Legally Blonde is Ashton Operatic Society`s latest offering, and Omigod., Omigod, Omigod, it`s totally pink!

For those of you who don`t know, then this is a Musical [ music and lyrics by Laurence O'Keefe and Neil Benjamin, and book by Heather Hach ] based on the film of the same name, which sees a rich U.S. West Coast society blonde teenager, whose glamorous high-life is assured through money and her parentsconnections going & all out for love. Her boyfriend dumps her because he wins a scholarship to Harvard, and his career now takes precedence over petty high school romance. He`s getting serious!

And so, this dumb blonde turns out to be actually extremely intelligent, follows him to the Ivy League Law School, and ends up the valedictorian at her Graduation, winning a high-profile case along the way. Of course there is some love-rivalry thrown in along the way, and no, she doesn`t end up marrying him either. Instead she falls in love with another student, and all, or at least, mostly all, ends happily ever after.

It`s a fast-moving and slick Mickey-take of the young American High Society in the 1980s and is quite banal and mono-dimensional. Described as a Teenie-Movie for the stage, then you don`t go expecting Shakespeare – but what you do get is a very talented and high-spirited cast that will ensure you are well and truly entertained for a couple of hours or so.
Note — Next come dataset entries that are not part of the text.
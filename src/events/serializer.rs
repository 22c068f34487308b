use std::collections::HashMap;
use std::sync::Arc;

use super::event::{AnyEvent, CapturedEvent, DomainEvent, EventMetadata, RaisedEvent};
use crate::error::SerializationError;

/// Upper bound for the `event_type` column.
pub const MAX_EVENT_TYPE_LEN: usize = 500;

type Decoder = fn(&str) -> serde_json::Result<Arc<dyn AnyEvent>>;

fn decode<E: DomainEvent>(payload: &str) -> serde_json::Result<Arc<dyn AnyEvent>> {
    let event: E = serde_json::from_str(payload)?;
    Ok(Arc::new(event))
}

/// Converts captured events to outbox rows and back.
///
/// Decoding is driven by an explicit registry (type tag -> decoder) that the
/// host fills once at startup; nothing is resolved by scanning types at
/// runtime.
///
/// ```ignore
/// let serializer = EventSerializer::new()
///     .with::<OrderPlaced>()?
///     .with::<OrderShipped>()?;
/// ```
#[derive(Default)]
pub struct EventSerializer {
    decoders: HashMap<&'static str, Decoder>,
}

impl EventSerializer {
    pub fn new() -> Self {
        Self {
            decoders: HashMap::new(),
        }
    }

    pub fn register<E: DomainEvent>(&mut self) -> Result<(), SerializationError> {
        let tag = E::event_type();
        if tag.len() > MAX_EVENT_TYPE_LEN {
            return Err(SerializationError::EventTypeTooLong {
                event_type: tag.to_string(),
                max: MAX_EVENT_TYPE_LEN,
            });
        }
        if self.decoders.contains_key(tag) {
            return Err(SerializationError::AlreadyRegistered(tag.to_string()));
        }
        self.decoders.insert(tag, decode::<E> as Decoder);
        Ok(())
    }

    /// Builder-style `register`.
    pub fn with<E: DomainEvent>(mut self) -> Result<Self, SerializationError> {
        self.register::<E>()?;
        Ok(self)
    }

    pub fn is_registered(&self, event_type: &str) -> bool {
        self.decoders.contains_key(event_type)
    }

    pub fn registered_types(&self) -> Vec<&'static str> {
        let mut types: Vec<&'static str> = self.decoders.keys().copied().collect();
        types.sort_unstable();
        types
    }

    /// Serialize a captured event into an unpublished outbox row.
    pub fn wrap(
        &self,
        captured: &CapturedEvent,
        metadata: EventMetadata,
    ) -> Result<RaisedEvent, SerializationError> {
        let event_type = captured.event_type();
        if event_type.len() > MAX_EVENT_TYPE_LEN {
            return Err(SerializationError::EventTypeTooLong {
                event_type: event_type.to_string(),
                max: MAX_EVENT_TYPE_LEN,
            });
        }

        let payload = captured
            .event
            .to_json()
            .map_err(|source| SerializationError::Encode {
                event_type: event_type.to_string(),
                source,
            })?;

        Ok(RaisedEvent {
            id: captured.id,
            date_occurred: captured.occurred_at,
            event_type: event_type.to_string(),
            payload,
            metadata,
            was_published: false,
        })
    }

    /// Rebuild the typed event stored in an outbox row.
    pub fn extract(&self, row: &RaisedEvent) -> Result<Arc<dyn AnyEvent>, SerializationError> {
        let decoder = self
            .decoders
            .get(row.event_type.as_str())
            .ok_or_else(|| SerializationError::UnknownEventType(row.event_type.clone()))?;

        decoder(&row.payload).map_err(|source| SerializationError::Decode {
            event_type: row.event_type.clone(),
            source,
        })
    }
}

#[cfg(test)]
mod tests {
    use super::*;
    use crate::fixtures::{OrderPlaced, OrderShipped};
    use uuid::Uuid;

    fn serializer() -> EventSerializer {
        EventSerializer::new()
            .with::<OrderPlaced>()
            .unwrap()
            .with::<OrderShipped>()
            .unwrap()
    }

    #[test]
    fn test_wrap_builds_unpublished_row() {
        let captured = CapturedEvent::new(OrderPlaced {
            order_id: Uuid::new_v4(),
            total_cents: 4200,
        });
        let conversation_id = Uuid::new_v4();
        let metadata = EventMetadata::new(Some("00-abc".to_string()), Some(conversation_id));

        let row = serializer().wrap(&captured, metadata.clone()).unwrap();

        assert_eq!(row.id, captured.id);
        assert_eq!(row.date_occurred, captured.occurred_at);
        assert_eq!(row.event_type, "OrderPlaced");
        assert_eq!(row.metadata, metadata);
        assert!(!row.was_published);
        assert!(row.payload.contains("4200"));
    }

    #[test]
    fn test_extract_resolves_registered_type() {
        let order_id = Uuid::new_v4();
        let serializer = serializer();
        let captured = CapturedEvent::new(OrderShipped {
            order_id,
            carrier: "UPS".to_string(),
        });
        let row = serializer.wrap(&captured, EventMetadata::default()).unwrap();

        let event = serializer.extract(&row).unwrap();
        let shipped = event.downcast_ref::<OrderShipped>().unwrap();
        assert_eq!(shipped.order_id, order_id);
        assert_eq!(shipped.carrier, "UPS");
    }

    #[test]
    fn test_extract_unknown_type_fails() {
        let serializer = EventSerializer::new().with::<OrderPlaced>().unwrap();
        let captured = CapturedEvent::new(OrderShipped {
            order_id: Uuid::new_v4(),
            carrier: "UPS".to_string(),
        });
        let row = serializer.wrap(&captured, EventMetadata::default()).unwrap();

        let err = serializer.extract(&row).unwrap_err();
        assert!(matches!(err, SerializationError::UnknownEventType(t) if t == "OrderShipped"));
    }

    #[test]
    fn test_extract_corrupt_payload_fails() {
        let serializer = serializer();
        let captured = CapturedEvent::new(OrderPlaced {
            order_id: Uuid::new_v4(),
            total_cents: 1,
        });
        let mut row = serializer.wrap(&captured, EventMetadata::default()).unwrap();
        row.payload = "{not json".to_string();

        let err = serializer.extract(&row).unwrap_err();
        assert!(matches!(err, SerializationError::Decode { .. }));
    }

    #[test]
    fn test_double_registration_rejected() {
        let mut serializer = EventSerializer::new();
        serializer.register::<OrderPlaced>().unwrap();
        let result = serializer.register::<OrderPlaced>();
        assert!(matches!(result, Err(SerializationError::AlreadyRegistered(_))));
    }

    #[test]
    fn test_registered_types_sorted() {
        assert_eq!(serializer().registered_types(), vec!["OrderPlaced", "OrderShipped"]);
        assert!(serializer().is_registered("OrderPlaced"));
        assert!(!serializer().is_registered("OrderCancelled"));
    }
}
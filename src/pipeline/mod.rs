// ============================================================================
// Relay Pipeline - filters wrapped around command and consumer execution
// ============================================================================
//
// - correlation:  span + task-local trace/conversation context
// - relay_filter: capture → append in the business transaction → publish
// - idempotency:  inbox ledger check/insert around bus consumers
//
// ============================================================================

pub mod correlation;
pub mod idempotency;
pub mod relay_filter;

pub use correlation::{with_correlation, CorrelationContext, InvalidTraceParent, TraceContext};
pub use idempotency::{ConsumeOutcome, IdempotentConsumer, MessageConsumer};
pub use relay_filter::{CommandHandler, InlineRelay, PendingPublish, PublishSummary};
With some rather excellent period costumes, (The Boyz), firm and secure Musical Direction ( Paul Firth ) and some lovely, inventive and well-executed choreography ( Stacey Maurice ) this was definitely a considerable spectacle. The directing ( Lee Brennan ) was good, and he did manage to coax out of his talented cast a little more nuance in their characters making them more rounded and believable than their stereotypical film counterparts, which I wholeheartedly applauded. The set worked, although I have to admit to not particularly liking it. – a personal choice I guess. The one thing though that did irritate was that the set on most occasions was struck during the scene whilst the scene was still continuing despite there being no set there any more. I think I understand the reason for this. That being that the director wanted the show to be one continuous non-stop seamless flow, which in a Musical such as this is necessary, since there are many scenes. However, this evening at least, the set disappeared too soon on most occasions, which looked distinctly odd.
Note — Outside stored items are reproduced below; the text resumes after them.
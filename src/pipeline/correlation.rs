use std::fmt;
use std::future::Future;
use std::str::FromStr;

use tracing::Instrument;
use uuid::Uuid;

use crate::events::EventMetadata;

// ============================================================================
// Correlation Propagation
// ============================================================================
//
// Every command dispatch and message consumption runs inside:
//
// 1. a `tracing` span carrying handler name, message id, conversation id and
//    trace id, so every log line emitted below it is correlated
// 2. a task-local `CorrelationContext`, so events raised below it are stamped
//    with the same conversation id and trace context
//
// Both are dropped when the wrapped future completes, fails, panics or is
// cancelled.
//
// ============================================================================

tokio::task_local! {
    static CURRENT: CorrelationContext;
}

/// W3C trace context (`traceparent` header, version 00).
#[derive(Debug, Clone, Copy, PartialEq, Eq)]
pub struct TraceContext {
    pub trace_id: u128,
    pub span_id: u64,
    pub sampled: bool,
}

impl TraceContext {
    pub fn new_root() -> Self {
        Self {
            trace_id: Uuid::new_v4().as_u128(),
            span_id: new_span_id(),
            sampled: true,
        }
    }

    /// Same trace, new span.
    pub fn child(&self) -> Self {
        Self {
            trace_id: self.trace_id,
            span_id: new_span_id(),
            sampled: self.sampled,
        }
    }

    pub fn to_traceparent(&self) -> String {
        self.to_string()
    }
}

fn new_span_id() -> u64 {
    let (high, low) = Uuid::new_v4().as_u64_pair();
    // All-zero span ids are invalid per W3C.
    match high ^ low {
        0 => 1,
        id => id,
    }
}

impl fmt::Display for TraceContext {
    fn fmt(&self, f: &mut fmt::Formatter<'_>) -> fmt::Result {
        write!(
            f,
            "00-{:032x}-{:016x}-{:02x}",
            self.trace_id,
            self.span_id,
            if self.sampled { 1 } else { 0 }
        )
    }
}

#[derive(Debug, Clone, PartialEq, Eq, thiserror::Error)]
#[error("Invalid traceparent: {0}")]
pub struct InvalidTraceParent(pub String);

impl FromStr for TraceContext {
    type Err = InvalidTraceParent;

    fn from_str(s: &str) -> Result<Self, Self::Err> {
        let invalid = || InvalidTraceParent(s.to_string());
        let parts: Vec<&str> = s.trim().split('-').collect();
        let [version, trace_id, span_id, flags] = parts.as_slice() else {
            return Err(invalid());
        };
        if *version != "00" || trace_id.len() != 32 || span_id.len() != 16 || flags.len() != 2 {
            return Err(invalid());
        }

        let trace_id = u128::from_str_radix(trace_id, 16).map_err(|_| invalid())?;
        let span_id = u64::from_str_radix(span_id, 16).map_err(|_| invalid())?;
        let flags = u8::from_str_radix(flags, 16).map_err(|_| invalid())?;
        if trace_id == 0 || span_id == 0 {
            return Err(invalid());
        }

        Ok(Self {
            trace_id,
            span_id,
            sampled: flags & 0x01 == 0x01,
        })
    }
}

/// Ambient correlation data for one command or message invocation.
#[derive(Debug, Clone, PartialEq, Eq)]
pub struct CorrelationContext {
    /// Command handler or consumer type being invoked.
    pub handler: String,
    pub message_id: Option<Uuid>,
    pub conversation_id: Option<Uuid>,
    pub trace: TraceContext,
}

impl CorrelationContext {
    /// Root context for a command that did not arrive as a message.
    pub fn for_command(handler: impl Into<String>) -> Self {
        Self {
            handler: handler.into(),
            message_id: None,
            conversation_id: Some(Uuid::now_v7()),
            trace: TraceContext::new_root(),
        }
    }

    /// Context for consuming an inbound message. The conversation falls back
    /// to the message id so follow-up events stay linked to it.
    pub fn for_message(
        consumer_type: impl Into<String>,
        message_id: Uuid,
        conversation_id: Option<Uuid>,
        activity_context: Option<&str>,
    ) -> Self {
        let trace = match activity_context.map(TraceContext::from_str) {
            Some(Ok(parent)) => parent.child(),
            Some(Err(e)) => {
                tracing::debug!(error = %e, "Ignoring inbound trace context");
                TraceContext::new_root()
            }
            None => TraceContext::new_root(),
        };

        Self {
            handler: consumer_type.into(),
            message_id: Some(message_id),
            conversation_id: Some(conversation_id.unwrap_or(message_id)),
            trace,
        }
    }

    /// Nested invocation inside this one: same conversation and trace.
    pub fn child(&self, handler: impl Into<String>) -> Self {
        Self {
            handler: handler.into(),
            message_id: self.message_id,
            conversation_id: self.conversation_id,
            trace: self.trace.child(),
        }
    }

    pub fn current() -> Option<CorrelationContext> {
        CURRENT.try_with(|ctx| ctx.clone()).ok()
    }

    /// Child of the current context, or a fresh command root.
    pub fn inherit_or_root(handler: impl Into<String>) -> Self {
        let handler = handler.into();
        match Self::current() {
            Some(parent) => parent.child(handler),
            None => Self::for_command(handler),
        }
    }

    pub fn event_metadata(&self) -> EventMetadata {
        EventMetadata::new(Some(self.trace.to_traceparent()), self.conversation_id)
    }
}

/// Run `future` with `ctx` as the ambient correlation context and inside a
/// span carrying its identifiers.
pub async fn with_correlation<F>(ctx: CorrelationContext, future: F) -> F::Output
where
    F: Future,
{
    let span = tracing::info_span!(
        "relay",
        handler = %ctx.handler,
        message_id = tracing::field::Empty,
        conversation_id = tracing::field::Empty,
        trace_id = %format!("{:032x}", ctx.trace.trace_id),
    );
    if let Some(message_id) = ctx.message_id {
        span.record("message_id", tracing::field::display(message_id));
    }
    if let Some(conversation_id) = ctx.conversation_id {
        span.record("conversation_id", tracing::field::display(conversation_id));
    }

    CURRENT.scope(ctx, future.instrument(span)).await
}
The other thing which irritated somewhat was the lighting. First; I am absolutely no fan of lighting that shines into the auditorium and onto the audience for no reason.

There seems to be at the moment a certain vogue in doing this. I have seen many Musicals recently where this happens automatically as though that is now what one has come to expect from a Musical LX plot. If it adds something to the show, or is necessary, then I don`t have any problem with it, but when it is totally gratuitous and is simply for an “effect”; as it was here, best to leave it out. The second thing is that sadly this evening the follow spot operators were having some difficulties. There were several times when they should have been covering the leads as they sang and traversed the stage, and unfortunately we were distracted by the poor coverage or indeed lack of coverage from the spots.
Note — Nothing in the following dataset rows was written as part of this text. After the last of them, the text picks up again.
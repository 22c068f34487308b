use std::sync::Arc;

use chrono::{DateTime, Utc};
use uuid::Uuid;

use super::OutboxStore;
use crate::error::{RelayError, StoreError};
use crate::events::{CapturedEvent, EventMetadata, EventSerializer, RaisedEvent};
use crate::metrics::RelayMetrics;

/// Outbox facade: serializes captured events into rows and forwards row
/// operations to the underlying `OutboxStore`.
pub struct Outbox<S: OutboxStore> {
    store: Arc<S>,
    serializer: Arc<EventSerializer>,
    metrics: Option<Arc<RelayMetrics>>,
}

impl<S: OutboxStore> Clone for Outbox<S> {
    fn clone(&self) -> Self {
        Self {
            store: self.store.clone(),
            serializer: self.serializer.clone(),
            metrics: self.metrics.clone(),
        }
    }
}

impl<S: OutboxStore> Outbox<S> {
    pub fn new(store: Arc<S>, serializer: Arc<EventSerializer>) -> Self {
        Self {
            store,
            serializer,
            metrics: None,
        }
    }

    pub fn with_metrics(mut self, metrics: Arc<RelayMetrics>) -> Self {
        self.metrics = Some(metrics);
        self
    }

    pub fn store(&self) -> &Arc<S> {
        &self.store
    }

    pub fn serializer(&self) -> &Arc<EventSerializer> {
        &self.serializer
    }

    pub fn metrics(&self) -> Option<&Arc<RelayMetrics>> {
        self.metrics.as_ref()
    }

    /// Serialize `events` and insert them inside `tx`, in raise order.
    ///
    /// Every event is serialized before anything is written: one bad event
    /// fails the whole append and the caller's transaction must not commit.
    pub async fn append(
        &self,
        tx: &mut S::Tx,
        events: &[CapturedEvent],
        metadata: EventMetadata,
    ) -> Result<Vec<RaisedEvent>, RelayError> {
        if events.is_empty() {
            return Ok(Vec::new());
        }

        let mut rows = Vec::with_capacity(events.len());
        for captured in events {
            match self.serializer.wrap(captured, metadata.clone()) {
                Ok(row) => rows.push(row),
                Err(e) => {
                    tracing::error!(
                        event_id = %captured.id,
                        event_type = captured.event_type(),
                        error = %e,
                        "❌ Failed to serialize domain event"
                    );
                    if let Some(metrics) = &self.metrics {
                        metrics.record_serialization_failure(captured.event_type(), "encode");
                    }
                    return Err(e.into());
                }
            }
        }

        self.store.append(tx, &rows).await?;

        if let Some(metrics) = &self.metrics {
            for row in &rows {
                metrics.record_appended(&row.event_type);
            }
        }
        tracing::debug!(count = rows.len(), "Appended events to outbox");

        Ok(rows)
    }

    pub async fn fetch_unpublished(
        &self,
        after: DateTime<Utc>,
        limit: usize,
    ) -> Result<Vec<RaisedEvent>, StoreError> {
        self.store.fetch_unpublished(after, limit).await
    }

    pub async fn mark_published(&self, id: Uuid) -> Result<(), StoreError> {
        self.store.mark_published(id).await
    }

    pub async fn delete_published_older_than(
        &self,
        cutoff: DateTime<Utc>,
    ) -> Result<u64, StoreError> {
        self.store.delete_published_older_than(cutoff).await
    }

    pub async fn count_unpublished(&self) -> Result<u64, StoreError> {
        self.store.count_unpublished().await
    }
}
However, let`s go back to the acting – which was, in the main, absolutely excellent and thoroughly enjoyable. The lead role of Elle Woods was played with vim, verve and vigour by Ellie Birtles. Her erstwhile boyfriend turned would-be lawyer shark Warner Huntingdon was given a high-handed supercilious twist and expertly played by Samuel Maurice, whilst the new boyfriend in town; a quietly spoken, demure and

gentlemanly Emmett Forrest was the perfect foil for Warner`s arrogance, and was played here with unassuming charm by Dominic Dunne.

These three protagonists were supported by a plethora of talent, and the standard of singing and dancing was also very high too. It was indeed very enjoyable watching these high energy performances. I do though, wish to highlight a couple of performances, which, for me, stood out amongst the throng. Rachel Wareing`s lovely and very real but highly comedic portrayal of hairdresser Paulette was superbly measured and skilfully portrayed; whilst Gary Jones-McCaw`s excellent dancing skills, along with his lovely cameos of both Kyle and Carlos almost stole the show.

This show also employs an unashamed “Greek Chorus” of Elle`s High School Cheerleaders, known as the Delta Nu. They appear to sing and dance at almost every opportunity and this evening their dancing and singing helped enormously to move the show along and keep the pace fast and interesting. And helping the 'Aw' factor, the show starred not one but two dogs, who were extremely well behaved this evening.

Well done Vivienne and Marco ( Bruiser and Rufus).

A fun, tongue-in- cheek, teenie love story from America, given the Ashton Operatic make-over making it a wonderful, feel-good parody which will leave you wanting more! Pink is now officially my favourite colour!